In the second quarter of the 2012/13 financial year, the Great Western Hospitals NHS Foundation Trust spent £360,546 on agency staff, according to a report by the Royal College of Nursing (RCN).

In 2013/14, the figure jumped to £1,877,083 for the same period, which health bosses say was due to a national nursing shortage and a recruitment drive, which saw more agency staff employed.

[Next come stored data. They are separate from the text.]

//
// tests/convert.rs -- standard <-> numsync format conversion
//
// Copyright (c) 2024 Jeff Garzik
//
// This file is part of the xdbm software project covered under
// the MIT License.  For the full license text, please see the LICENSE
// file in the root directory of this project.
// SPDX-License-Identifier: MIT

use xdbm::OpenOptions;

#[test]
fn api_convert() {
    for starting_numsync in [false, true] {
        let path = tempfile::tempdir().unwrap().into_path().join("db");

        OpenOptions::new()
            .write()
            .create()
            .numsync(starting_numsync)
            .open(&path)
            .and_then(|mut db| {
                db.insert(b"key".as_slice(), b"value".as_slice()).map(|_| ())?;
                db.sync()
            })
            .expect("creating database");

        let target_numsync = !starting_numsync;

        OpenOptions::new()
            .write()
            .open(&path)
            .and_then(|mut db| {
                db.set_numsync(target_numsync)?;
                db.sync()
            })
            .expect("converting format");

        let db = OpenOptions::new()
            .open(&path)
            .expect("reopening converted database");

        assert_eq!(db.magic().is_numsync(), target_numsync);
    }
}
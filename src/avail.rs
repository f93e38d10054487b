//
// avail.rs -- free space (avail) list routines
//
// Copyright (c) 2019-2024 Jeff Garzik
//
// This file is part of the xdbm software project covered under
// the MIT License.  For the full license text, please see the LICENSE
// file in the root directory of this project.
// SPDX-License-Identifier: MIT

use std::io::{self, Read, Write};

use crate::ser::{read32, read_pad, write32, write_pad, Layout};
use crate::Error;

#[derive(Debug, Clone, Copy, Ord, PartialOrd, Eq, PartialEq)]
pub struct AvailElem {
    pub sz: u32,
    pub addr: u64,
}

impl AvailElem {
    fn from_reader(layout: Layout, rdr: &mut impl Read) -> io::Result<Self> {
        let sz = read32(layout.endian, rdr)?;
        read_pad(layout, rdr)?;
        let addr = crate::ser::read_off(layout, rdr)?;

        Ok(AvailElem { sz, addr })
    }

    fn serialize(&self, layout: Layout, w: &mut impl Write) -> io::Result<()> {
        write32(layout.endian, w, self.sz)?;
        write_pad(layout, w)?;
        crate::ser::write_off(layout, w, self.addr)
    }
}

pub(crate) fn elem_size(layout: Layout) -> u32 {
    4 + layout.alignment.padding() + layout.alignment.offset_width()
}

pub(crate) fn header_size(layout: Layout) -> u32 {
    // sz, count, padding, next_block
    4 + 4 + layout.alignment.padding() + layout.alignment.offset_width()
}

/// A free-space list block: either the master table embedded in the
/// database header, or one link of the overflow chain reachable via
/// `next_block`.
#[derive(Debug, Clone)]
pub struct AvailBlock {
    /// Maximum number of elements this block's reserved storage holds.
    pub sz: u32,
    pub next_block: u64,
    pub elems: Vec<AvailElem>,
}

impl AvailBlock {
    pub fn new(sz: u32, next_block: u64, elems: Vec<AvailElem>) -> Self {
        Self {
            sz,
            next_block,
            elems,
        }
    }

    pub fn from_reader(layout: Layout, rdr: &mut impl Read) -> io::Result<Self> {
        let sz = read32(layout.endian, rdr)?;
        let count = read32(layout.endian, rdr)?;
        read_pad(layout, rdr)?;
        let next_block = crate::ser::read_off(layout, rdr)?;

        let elems = (0..count)
            .map(|_| AvailElem::from_reader(layout, rdr))
            .collect::<io::Result<Vec<_>>>()?;

        Ok(Self {
            sz,
            next_block,
            elems,
        })
    }

    pub fn serialize(&self, layout: Layout, w: &mut impl Write) -> io::Result<()> {
        write32(layout.endian, w, self.sz)?;
        write32(layout.endian, w, self.elems.len() as u32)?;
        write_pad(layout, w)?;
        crate::ser::write_off(layout, w, self.next_block)?;

        self.elems.iter().try_for_each(|e| e.serialize(layout, w))
    }

    /// Byte footprint of a block with capacity for `sz` elements. Used to
    /// size both the header's embedded table and overflow blocks.
    pub fn sizeof(layout: Layout, sz: u32) -> u32 {
        header_size(layout) + sz * elem_size(layout)
    }

    pub fn extent(&self, layout: Layout) -> u32 {
        Self::sizeof(layout, self.sz)
    }

    /// Returns a combined block if `next`'s elements fit within this
    /// block's reserved capacity; `next`'s `next_block` link replaces
    /// ours.
    pub fn merge(&self, next: &AvailBlock) -> Option<AvailBlock> {
        if (self.elems.len() + next.elems.len()) as u32 > self.sz {
            return None;
        }

        let mut elems = self.elems.clone();
        elems.extend(next.elems.iter().copied());

        Some(AvailBlock::new(self.sz, next.next_block, elems))
    }

    /// Removes and returns the smallest element able to satisfy `size`,
    /// best-fit.
    pub fn allocate(&mut self, size: u32) -> Option<(u64, u32)> {
        best_fit(&mut self.elems, size)
    }

    /// Inserts `(addr, sz)` into the free list, keeping it sorted
    /// ascending by size.
    pub fn free(&mut self, addr: u64, sz: u32) {
        insert_sorted(&mut self.elems, AvailElem { sz, addr })
    }
}

/// Removes and returns the smallest-sized element that is `>= size`.
pub fn best_fit(elems: &mut Vec<AvailElem>, size: u32) -> Option<(u64, u32)> {
    let candidate = elems
        .iter()
        .enumerate()
        .filter(|(_, e)| e.sz >= size)
        .min_by_key(|(_, e)| e.sz)
        .map(|(idx, e)| (idx, *e));

    candidate.map(|(idx, e)| {
        elems.remove(idx);
        (e.addr, e.sz)
    })
}

/// Inserts `elem` keeping `elems` sorted ascending by size (ties broken
/// by address, per `AvailElem`'s derived `Ord`).
pub(crate) fn insert_sorted(elems: &mut Vec<AvailElem>, elem: AvailElem) {
    let pos = elems.partition_point(|e| *e < elem);
    elems.insert(pos, elem);
}

/// Merges pairs of elements describing adjacent extents
/// (`a.addr + a.sz == b.addr`) into one, until no more adjacent pairs
/// remain. The avail table is kept sorted by size rather than address,
/// so adjacency can't be found by scanning consecutive indices; this
/// does a full scan for an adjacent partner on each pass instead.
/// Restores size-ascending order when done.
pub fn coalesce(elems: &mut Vec<AvailElem>) {
    loop {
        let mut pair = None;
        'search: for i in 0..elems.len() {
            for j in 0..elems.len() {
                if i != j && elems[i].addr + u64::from(elems[i].sz) == elems[j].addr {
                    pair = Some((i, j));
                    break 'search;
                }
            }
        }

        let Some((i, j)) = pair else { break };
        let absorbed = elems.remove(j);
        let i = if j < i { i - 1 } else { i };
        elems[i].sz += absorbed.sz;
    }

    elems.sort();
}

/// Splits `elems` roughly in half: the first half stays in the caller's
/// block, the second half moves to a newly allocated overflow block.
pub fn partition_elems(elems: &[AvailElem]) -> (Vec<AvailElem>, Vec<AvailElem>) {
    let mid = elems.len() / 2;
    (elems[..mid].to_vec(), elems[mid..].to_vec())
}

/// Walks the overflow chain starting at `first`, reading each block via
/// `read_block`, detecting cycles by tracking visited offsets.
pub fn traverse<F>(first: &AvailBlock, mut read_block: F) -> Result<Vec<AvailBlock>, Error>
where
    F: FnMut(u64) -> io::Result<AvailBlock>,
{
    let mut blocks = Vec::new();
    let mut seen = std::collections::HashSet::new();
    let mut next = first.next_block;

    while next != 0 {
        if !seen.insert(next) {
            return Err(Error::AvailCycle { offset: next });
        }

        let block = read_block(next)?;
        let following = block.next_block;
        blocks.push(block);
        next = following;
    }

    Ok(blocks)
}

#[cfg(test)]
mod tests {
    use super::*;
    use crate::ser::{Alignment, Endian, Offset};

    fn layout() -> Layout {
        Layout {
            offset: Offset::LFS,
            alignment: Alignment::Align64,
            endian: Endian::Little,
        }
    }

    #[test]
    fn roundtrip_block() {
        let block = AvailBlock::new(
            4,
            0,
            vec![
                AvailElem { sz: 64, addr: 512 },
                AvailElem { sz: 128, addr: 1024 },
            ],
        );
        let mut buf = Vec::new();
        block.serialize(layout(), &mut buf).unwrap();

        let back = AvailBlock::from_reader(layout(), &mut buf.as_slice()).unwrap();
        assert_eq!(back.elems, block.elems);
        assert_eq!(back.next_block, block.next_block);
    }

    #[test]
    fn best_fit_picks_smallest_sufficient() {
        let mut elems = vec![
            AvailElem { sz: 200, addr: 10 },
            AvailElem { sz: 64, addr: 20 },
            AvailElem { sz: 80, addr: 30 },
        ];
        let (addr, sz) = best_fit(&mut elems, 70).unwrap();
        assert_eq!((addr, sz), (30, 80));
        assert_eq!(elems.len(), 2);
    }

    #[test]
    fn coalesce_merges_adjacent() {
        let mut elems = vec![
            AvailElem { sz: 64, addr: 0 },
            AvailElem { sz: 64, addr: 64 },
            AvailElem { sz: 64, addr: 256 },
        ];
        coalesce(&mut elems);
        // sorted ascending by size, not insertion/address order.
        assert_eq!(
            elems,
            vec![AvailElem { sz: 64, addr: 256 }, AvailElem { sz: 128, addr: 0 }]
        );
    }

    #[test]
    fn coalesce_finds_adjacency_regardless_of_table_order() {
        // table is kept size-sorted, so the adjacent pair (addr 256, sz
        // 64) and (addr 320, sz 64) are not neighboring indices.
        let mut elems = vec![
            AvailElem { sz: 64, addr: 256 },
            AvailElem { sz: 96, addr: 0 },
            AvailElem { sz: 64, addr: 320 },
        ];
        coalesce(&mut elems);
        assert_eq!(
            elems,
            vec![AvailElem { sz: 96, addr: 0 }, AvailElem { sz: 128, addr: 256 }]
        );
    }

    #[test]
    fn traverse_detects_cycle() {
        let first = AvailBlock::new(4, 100, vec![]);
        let err = traverse(&first, |offset| {
            Ok(AvailBlock::new(4, if offset == 100 { 100 } else { 0 }, vec![]))
        })
        .unwrap_err();
        assert!(matches!(err, Error::AvailCycle { offset: 100 }));
    }
}
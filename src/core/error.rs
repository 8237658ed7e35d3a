//! Error types for data file loading.

use thiserror::Error;

/// Errors that can occur when loading agent or spawner data.
#[derive(Debug, Error)]
pub enum DataLoadError {
    /// File could not be found.
    #[error("File not found: {0}")]
    FileNotFound(String),

    /// File could not be read.
    #[error("Failed to read file '{path}': {details}")]
    ReadError { path: String, details: String },

    /// RON parsing failed.
    #[error("Parse error in '{path}': {details}")]
    ParseError { path: String, details: String },

    /// Spawner configuration has nowhere to put agents.
    #[error("Spawner config '{0}' has no spawn points")]
    NoSpawnPoints(String),
}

http://www.gazetteandherald.co.uk/n...es____three_times_as_much_as_the_year_before/
 
Might have something to do with Labour not training the young generation. Torys are training Apprentices etc for the future. 😉
 
Might have something to do with Labour not training the young generation. Torys are training Apprentices etc for the future. 😉

Or maybe it's because the Coalition have cut training for nurses, landed them with huge Uni fees, ruined morale and cut pay, making hospitals an unattractive career option and resulting in many leaving to work elsewhere in the world?
 
Yes like Toney getting us involved in wars that the Russians & Americans could not sort 😉
 
I reckon the nurse recruitment and retention problems in the run up to 2000, when Project 2000 was started, which meant the end of apprenticeship type training with education periods in schools of nursing, but far more time spent in wards, departments, out with ambulances etc. That type of training was replaced by training based in colleges, leading to diplomas, which brought some advantages, particularly some shared training with other health care professional - physios, OTs, radiographers etc - but also reduced time spent on wards. Financial arrangements changed from earning a wage, admittedly low, but it made you feel a welcome and valued member of the workforce, and often cheap nurses home accommodation, to grants, which meant far less money to spend, and much less chance of cheap hospital accommodation. There have been nursing degrees for decades, but there were always far fewer following that route to registration than apprenticeship, then diploma. Also, there was a phasing out of SEN [State Enrolled Nurse] training, which had been 2 years, compared with 3 years to RGN training. There were equivalents in other fields, including mental handicap [it was called that, would be called learning difficulties these days], mental [illness], children.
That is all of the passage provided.